» **Action item**
Transcribe the listing below from its opening line up to and including the line that contains "impl From<curl::Error> for"; reproduce nothing else.

[Exercise materials — start]

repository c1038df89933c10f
//! Error types for request construction and transfers.
//!
//! `Configuration` means the request never left the process; `Transfer` means
//! a connection was attempted and something failed along the way.

use thiserror::Error;

pub type Result<T> = std::result::Result<T, Error>;

#[derive(Debug, Error)]
pub enum Error {
    /// The URL given to a constructor is malformed or not http(s).
    #[error("invalid URL {url:?}: {reason}")]
    Configuration { url: String, reason: String },
    /// Connecting, sending the body, or consuming the response failed.
    #[error("transfer failed: {0}")]
    Transfer(#[from] TransferError),
}

impl Error {
    pub fn is_configuration(&self) -> bool {
        matches!(self, Error::Configuration { .. })
    }

    pub fn is_transfer(&self) -> bool {
        matches!(self, Error::Transfer(_))
    }
}

/// Failure during a single transfer.
#[derive(Debug, Error)]
pub enum TransferError {
    /// Curl reported an error (timeout, connection refused, send/recv failure).
    #[error("{0}")]
    Curl(#[from] curl::Error),
    /// The server answered with an error status; its body is not readable.
    #[error("HTTP {code}: response body unavailable")]
    BodyUnavailable { code: u32 },
    /// Local I/O failed (destination file, directory creation).
    #[error("i/o: {0}")]
    Io(#[from] std::io::Error),
}

impl From<curl::Error> for Error {
    fn from(e: curl::Error) -> Self {
        Error::Transfer(TransferError::Curl(e))
    }
}

impl From<std::io::Error> for Error {
    fn from(e: std::io::Error) -> Self {
        Error::Transfer(TransferError::Io(e))
    }
}
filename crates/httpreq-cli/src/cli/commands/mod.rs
//! CLI command handlers, one per terminal operation.

mod download;
mod read;

pub use download::run_download;
pub use read::run_read;

use httpreq_core::Request;

/// "GET http://... (HTTP 404 Not Found)" for error context and logs.
fn describe(request: &Request) -> String {
    match request.response_code() {
        Some(code) => format!(
            "{} {} (HTTP {} {})",
            request.method(),
            request.url(),
            code,
            request.response_message().unwrap_or("")
        )
        .trim_end()
        .to_string(),
        None => format!("{} {}", request.method(), request.url()),
    }
}
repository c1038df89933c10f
//! Read command: print the response body to stdout.

use anyhow::{Context, Result};
use httpreq_core::Request;
use std::io::Write;

pub fn run_read(request: &mut Request) -> Result<()> {
    let body = request.read().with_context(|| super::describe(request))?;
    tracing::info!("{}", super::describe(request));

    let mut stdout = std::io::stdout().lock();
    stdout.write_all(body.as_bytes())?;
    if !body.ends_with('\n') {
        writeln!(stdout)?;
    }
    Ok(())
}
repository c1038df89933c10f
//! Download command: stream the response body to a file, progress on stderr.

use anyhow::{Context, Result};
use httpreq_core::{ProgressListener, Request};
use std::io::Write;
use std::path::Path;

/// Prints a one-line progress indicator to stderr.
struct StderrProgress;

impl ProgressListener for StderrProgress {
    fn on_progress(&mut self, total: u64, transferred: u64) {
        let pct = if total == 0 {
            100.0
        } else {
            (transferred as f64 / total as f64 * 100.0).min(100.0)
        };
        let mut err = std::io::stderr().lock();
        let _ = write!(err, "\r{:>6.1}%  {} / {} bytes", pct, transferred, total);
        let _ = err.flush();
    }

    fn on_indeterminate(&mut self) {
        let mut err = std::io::stderr().lock();
        let _ = write!(err, "\rdownloading (size unknown)...");
        let _ = err.flush();
    }
}

pub fn run_download(request: &mut Request, path: &Path) -> Result<()> {
    request.set_progress_listener(StderrProgress);
    let result = request.download(path);
    eprintln!();
    result.with_context(|| super::describe(request))?;

    tracing::info!("{} saved to {}", super::describe(request), path.display());
    eprintln!("saved to {}", path.display());
    Ok(())
}
//! CLI parse tests.

use super::{Cli, CliCommand};
use clap::Parser;

pub(super) fn parse(args: &[&str]) -> CliCommand {
    let cli = Cli::try_parse_from(args).unwrap();
    cli.command
}
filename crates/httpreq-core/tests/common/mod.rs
pub mod stub_server;
//! Response sink shared by `read` and `download`.

use crate::error::TransferError;
use crate::progress::ProgressTracker;
use crate::transport::{ResponseHead, ResponseSink};
use std::io::Write;

/// Lowest status whose body is treated as unreadable.
const FIRST_ERROR_STATUS: u32 = 400;

#[derive(Debug, Clone, Default)]
pub(super) struct ResponseStatus {
    pub(super) code: Option<u32>,
    pub(super) message: Option<String>,
}

/// Records the status, writes the body to `out` and drives progress.
pub(super) struct CaptureSink<'a, W> {
    status: &'a mut ResponseStatus,
    progress: ProgressTracker<'a>,
    out: W,
}

impl<'a, W: Write> CaptureSink<'a, W> {
    pub(super) fn new(status: &'a mut ResponseStatus, progress: ProgressTracker<'a>, out: W) -> Self {
        Self {
            status,
            progress,
            out,
        }
    }

    /// Sends the final progress notification and hands back the writer.
    pub(super) fn finish(mut self) -> (W, u64) {
        self.progress.finish();
        let transferred = self.progress.transferred();
        (self.out, transferred)
    }
}

impl<W: Write> ResponseSink for CaptureSink<'_, W> {
    fn on_head(&mut self, head: ResponseHead) -> Result<(), TransferError> {
        tracing::debug!(
            code = head.code,
            message = ?head.message,
            content_length = ?head.content_length,
            "response status"
        );
        self.status.code = Some(head.code);
        self.status.message = head.message;
        self.progress.set_total(head.content_length);
        if head.code >= FIRST_ERROR_STATUS {
            return Err(TransferError::BodyUnavailable { code: head.code });
        }
        Ok(())
    }

    fn on_data(&mut self, chunk: &[u8]) -> Result<(), TransferError> {
        self.out.write_all(chunk)?;
        self.progress.advance(chunk.len());
        Ok(())
    }
}
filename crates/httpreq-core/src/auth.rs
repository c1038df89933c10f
//! `Authorization` header construction.
//!
//! Two modes: `token <value>` and HTTP Basic. A token, when set, always wins.

use base64::engine::general_purpose::STANDARD;
use base64::Engine;

#[derive(Debug, Clone, Default, PartialEq, Eq)]
pub struct Credentials {
    token: Option<String>,
    basic: Option<(String, String)>,
}

impl Credentials {
    pub fn set_token(&mut self, token: impl Into<String>) {
        self.token = Some(token.into());
    }

    pub fn set_basic(&mut self, username: impl Into<String>, password: impl Into<String>) {
        self.basic = Some((username.into(), password.into()));
    }

    pub fn clear(&mut self) {
        self.token = None;
        self.basic = None;
    }

    /// Value for the `Authorization` header, or `None` when no credential is configured.
    pub fn header_value(&self) -> Option<String> {
        if let Some(token) = &self.token {
            return Some(format!("token {}", token));
        }
        self.basic.as_ref().map(|(user, pass)| {
            let encoded = STANDARD.encode(format!("{}:{}", user, pass).as_bytes());
            format!("Basic {}", encoded)
        })
    }
}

[Exercise materials — finish]

» **Result of this exercise**
repository c1038df89933c10f
//! Error types for request construction and transfers.
//!
//! `Configuration` means the request never left the process; `Transfer` means
//! a connection was attempted and something failed along the way.

use thiserror::Error;

pub type Result<T> = std::result::Result<T, Error>;

#[derive(Debug, Error)]
pub enum Error {
    /// The URL given to a constructor is malformed or not http(s).
    #[error("invalid URL {url:?}: {reason}")]
    Configuration { url: String, reason: String },
    /// Connecting, sending the body, or consuming the response failed.
    #[error("transfer failed: {0}")]
    Transfer(#[from] TransferError),
}

impl Error {
    pub fn is_configuration(&self) -> bool {
        matches!(self, Error::Configuration { .. })
    }

    pub fn is_transfer(&self) -> bool {
        matches!(self, Error::Transfer(_))
    }
}

/// Failure during a single transfer.
#[derive(Debug, Error)]
pub enum TransferError {
    /// Curl reported an error (timeout, connection refused, send/recv failure).
    #[error("{0}")]
    Curl(#[from] curl::Error),
    /// The server answered with an error status; its body is not readable.
    #[error("HTTP {code}: response body unavailable")]
    BodyUnavailable { code: u32 },
    /// Local I/O failed (destination file, directory creation).
    #[error("i/o: {0}")]
    Io(#[from] std::io::Error),
}

impl From<curl::Error> for Error {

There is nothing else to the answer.